Uber is to cut 3,700 jobs, roughly 14 per cent of its corporate workforce, blaming the drop in business due to coronavirus.
In a staff memo seen by the Financial Times, chief executive Dara Khosrowshahi warned additional cuts would be announced in due course as the company made “difficult adjustments” to match “the reality of our business”.
“We are looking at many scenarios and at each and every cost, both variable and fixed, across the company,” said Mr Khosrowshahi, who has waived his salary for the remainder of the year. “You can expect we will have a further, final update for you within the next two weeks.”
The ride-sharing company joins a string of major Silicon Valley names making deep cuts. Last week, rival group Lyft said it would cut 17 per cent of its workforce. On Tuesday, home-sharing site Airbnb said it planned to lay off 25 per cent of its staff as it focused on its core home-sharing business.
Uber’s job cuts, which were rumoured last week after the company’s chief technology officer resigned, will at first mostly affect customer support and recruiting teams, the company said in a filing. It added that it expected to incur a $20m cost for severance payments.
The company said it would close about 40 per cent of its 450 “Greenlight Hubs”, facilities where the company’s drivers are given assistance in signing up to the app and other related needs.
It did not provide any additional guidance on the extent to which coronavirus had hit its business, other than to reiterate that rides were down “significantly”. “And with our hiring freeze,” Mr Khosrowshahi said in the memo, “there simply isn’t enough work for recruiters.”
In mid-March, as major cities were entering lockdown, Mr Khosrowshahi told investors and analysts that bookings for cars were down as much as 70 per cent in some early-hit markets such as Seattle. Uber is expected to report its first-quarter earnings after the markets close on Thursday.
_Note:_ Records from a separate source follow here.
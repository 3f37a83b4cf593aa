//! Offline replay of recorded server events.
//!
//! Feeds newline-delimited `ServerEvent` JSON through a fresh dispatcher and
//! handler as if it arrived on an active session, collecting what would have
//! been sent back. Blank lines and lines starting with `#` are skipped.

use std::io::BufRead;
use std::sync::Arc;
use tracing::warn;

use crate::core::dispatch::EventDispatcher;
use crate::core::handler::CommandHandler;
use crate::core::realtime::openai::{ClientEvent, ServerEvent};
use crate::core::tools::SessionOptions;
use crate::domain::DomainModule;

/// Outbound events produced by one input line.
#[derive(Debug, Clone, PartialEq)]
pub struct ReplayStep {
    /// 1-based line number in the input
    pub line: usize,
    pub outbound: Vec<ClientEvent>,
}

#[derive(Debug, Clone, PartialEq)]
pub struct ReplayOutcome<S> {
    pub steps: Vec<ReplayStep>,
    /// Lines that were not valid server events
    pub skipped: usize,
    pub snapshot: S,
}

impl<S> ReplayOutcome<S> {
    pub fn outbound(&self) -> impl Iterator<Item = &ClientEvent> {
        self.steps.iter().flat_map(|step| step.outbound.iter())
    }
}

pub fn replay<D: DomainModule>(
    domain: D,
    options: SessionOptions,
    input: impl BufRead,
) -> std::io::Result<ReplayOutcome<D::Snapshot>> {
    let mut handler = CommandHandler::new(domain);
    let mut dispatcher = EventDispatcher::new(Arc::new(D::registry()), options);
    let mut steps = Vec::new();
    let mut skipped = 0;

    for (index, line) in input.lines().enumerate() {
        let line = line?;
        let trimmed = line.trim();
        if trimmed.is_empty() || trimmed.starts_with('#') {
            continue;
        }

        match ServerEvent::parse(trimmed) {
            Ok(event) => {
                let outbound = dispatcher.handle(&event, &mut handler);
                if !outbound.is_empty() {
                    steps.push(ReplayStep {
                        line: index + 1,
                        outbound,
                    });
                }
            }
            Err(e) => {
                warn!(line = index + 1, "Skipping unparseable event: {}", e);
                skipped += 1;
            }
        }
    }

    Ok(ReplayOutcome {
        steps,
        skipped,
        snapshot: handler.snapshot(),
    })
}
use super::env::load_from_env;
use super::yaml::YamlConfig;
use super::ClientConfig;

/// Environment configuration with YAML values layered on top.
pub fn merge_config(
    yaml: Option<YamlConfig>,
) -> Result<ClientConfig, Box<dyn std::error::Error>> {
    let mut config = load_from_env()?;
    let Some(yaml) = yaml else {
        return Ok(config);
    };

    if let Some(realtime) = yaml.realtime {
        let target = &mut config.realtime;
        if let Some(token_url) = realtime.token_url {
            target.token_url = token_url;
        }
        if let Some(url) = realtime.url {
            target.url = url;
        }
        if let Some(model) = realtime.model {
            target.model = model;
        }
        if let Some(channel_label) = realtime.channel_label {
            target.channel_label = channel_label;
        }
        if realtime.voice.is_some() {
            target.voice = realtime.voice;
        }
        if realtime.instructions.is_some() {
            target.instructions = realtime.instructions;
        }
    }

    if let Some(domain) = yaml.domain {
        if let Some(kind) = domain.kind {
            config.domain.kind = kind;
        }
        config.domain.tracks = domain.tracks;
        config.domain.items = domain.items;
    }

    if let Some(audio) = yaml.audio {
        if audio.input_device.is_some() {
            config.audio.input_device = audio.input_device;
        }
        if audio.output_device.is_some() {
            config.audio.output_device = audio.output_device;
        }
    }

    if let Some(level) = yaml.logging.and_then(|logging| logging.level) {
        config.log_level = level;
    }

    Ok(config)
}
Before the pandemic, Uber told investors it expected to record one profitable quarter by the end of this year, before adjusting for interest, taxes, depreciation and amortisation. It has since withdrawn its guidance for the year, but has not yet updated on its profitable quarter target.
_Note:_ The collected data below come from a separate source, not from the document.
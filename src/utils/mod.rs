pub mod url_validation;
pub use url_validation::{UrlValidationError, is_loopback_host, validate_endpoint_url};
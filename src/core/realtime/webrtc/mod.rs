//! Live transport: webrtc-rs for the peer connection and data channel, cpal
//! for the microphone and speaker, rubato for rate conversion. Audio is
//! negotiated as PCMU at 8 kHz.

mod media;
mod peer;
mod resample;

pub use media::{MicrophoneDevices, MicrophoneTrack};
pub use peer::WebRtcConnector;
pub use resample::StreamResampler;
//! rodio playback of tracks fetched from their URL.
//!
//! rodio's output stream is not `Send`, so it lives on a dedicated thread that
//! takes commands over a channel. Track bytes are downloaded on the tokio
//! runtime and handed to that thread; a download finishing after a newer load
//! is discarded.

use bytes::Bytes;
use rodio::cpal::traits::{DeviceTrait, HostTrait};
use rodio::{Decoder, OutputStream, OutputStreamHandle, Sink};
use std::io::Cursor;
use std::sync::atomic::{AtomicU64, Ordering};
use std::sync::mpsc as std_mpsc;
use tokio::runtime::Handle;
use tokio::sync::oneshot;
use tracing::{debug, info, warn};

use super::{PlayerError, TrackPlayer};
use crate::domain::Track;

#[derive(Debug)]
enum PlayerCommand {
    /// A new track was requested; drop the current one
    Load(u64),
    /// Downloaded audio for a load
    Ready(u64, Bytes),
    Resume,
    Pause,
    Stop,
}

/// Plays tracks on the configured output device (`None` for the default).
#[derive(Debug)]
pub struct RodioPlayer {
    commands: std_mpsc::Sender<PlayerCommand>,
    loads: AtomicU64,
    http: reqwest::Client,
    runtime: Handle,
}

impl RodioPlayer {
    pub async fn start(output_device: Option<String>) -> Result<Self, PlayerError> {
        let (commands_tx, commands_rx) = std_mpsc::channel();
        let (ready_tx, ready_rx) = oneshot::channel();

        std::thread::Builder::new()
            .name("track-player".into())
            .spawn(move || {
                let (_stream, handle) = match open_output(output_device.as_deref()) {
                    Ok(output) => output,
                    Err(e) => {
                        let _ = ready_tx.send(Err(e));
                        return;
                    }
                };
                let _ = ready_tx.send(Ok(()));
                run_player(&handle, commands_rx);
                debug!("Track player stopped");
            })
            .map_err(|e| PlayerError::Thread(e.to_string()))?;

        ready_rx
            .await
            .map_err(|_| PlayerError::Thread("Player thread exited".into()))??;

        Ok(Self {
            commands: commands_tx,
            loads: AtomicU64::new(0),
            http: reqwest::Client::new(),
            runtime: Handle::current(),
        })
    }

    fn send(&self, command: PlayerCommand) {
        if self.commands.send(command).is_err() {
            warn!("Track player is not running");
        }
    }
}

impl TrackPlayer for RodioPlayer {
    fn load(&self, track: &Track) {
        let generation = self.loads.fetch_add(1, Ordering::SeqCst) + 1;
        self.send(PlayerCommand::Load(generation));

        let commands = self.commands.clone();
        let http = self.http.clone();
        let url = track.url.clone();
        let title = track.title.clone();
        self.runtime.spawn(async move {
            match fetch(&http, &url).await {
                Ok(bytes) => {
                    debug!(%title, bytes = bytes.len(), "Track downloaded");
                    let _ = commands.send(PlayerCommand::Ready(generation, bytes));
                }
                Err(e) => warn!(%url, "Failed to fetch track: {}", e),
            }
        });
    }

    fn resume(&self) {
        self.send(PlayerCommand::Resume);
    }

    fn pause(&self) {
        self.send(PlayerCommand::Pause);
    }

    fn stop(&self) {
        self.send(PlayerCommand::Stop);
    }
}

async fn fetch(http: &reqwest::Client, url: &str) -> reqwest::Result<Bytes> {
    http.get(url).send().await?.error_for_status()?.bytes().await
}

fn open_output(name: Option<&str>) -> Result<(OutputStream, OutputStreamHandle), PlayerError> {
    let output = match name {
        Some(name) => {
            let device = rodio::cpal::default_host()
                .output_devices()
                .map_err(|e| PlayerError::Output(e.to_string()))?
                .find(|d| d.name().is_ok_and(|n| n == name))
                .ok_or_else(|| PlayerError::Output(format!("Output device '{name}' not found")))?;
            OutputStream::try_from_device(&device)
        }
        None => OutputStream::try_default(),
    };
    output.map_err(|e| PlayerError::Output(e.to_string()))
}

/// Command loop; returns when every sender is gone.
fn run_player(handle: &OutputStreamHandle, commands: std_mpsc::Receiver<PlayerCommand>) {
    let mut sink: Option<Sink> = None;
    let mut current = 0;
    let mut want_playing = false;

    while let Ok(command) = commands.recv() {
        match command {
            PlayerCommand::Load(generation) => {
                sink = None;
                current = generation;
                want_playing = true;
            }
            PlayerCommand::Ready(generation, bytes) if generation == current => {
                match start_sink(handle, bytes) {
                    Ok(started) => {
                        if !want_playing {
                            started.pause();
                        }
                        info!(generation, "Track playback started");
                        sink = Some(started);
                    }
                    Err(e) => warn!("Cannot play track: {}", e),
                }
            }
            PlayerCommand::Ready(generation, _) => {
                debug!(generation, "Discarding superseded track");
            }
            PlayerCommand::Resume => {
                want_playing = true;
                if let Some(sink) = &sink {
                    sink.play();
                }
            }
            PlayerCommand::Pause => {
                want_playing = false;
                if let Some(sink) = &sink {
                    sink.pause();
                }
            }
            PlayerCommand::Stop => {
                sink = None;
                current = 0;
                want_playing = false;
            }
        }
    }
}

fn start_sink(handle: &OutputStreamHandle, bytes: Bytes) -> Result<Sink, PlayerError> {
    let source =
        Decoder::new(Cursor::new(bytes)).map_err(|e| PlayerError::Output(e.to_string()))?;
    let sink = Sink::try_new(handle).map_err(|e| PlayerError::Output(e.to_string()))?;
    sink.append(source);
    Ok(sink)
}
Last year, the company removed 800 posts in its marketing, engineering and product teams over the course of two separate redundancy rounds in July and September.
Other recent cost-cutting measures include the shutting of its Uber Eats businesses in seven markets — Czech Republic, Egypt, Honduras, Romania, Saudi Arabia, Uruguay and Ukraine — announced on Monday. As part of the plans, Uber said it would transfer its Eats business in the UAE to its Middle East-focused subsidiary, Careem, where about 30 per cent of jobs will also be cut.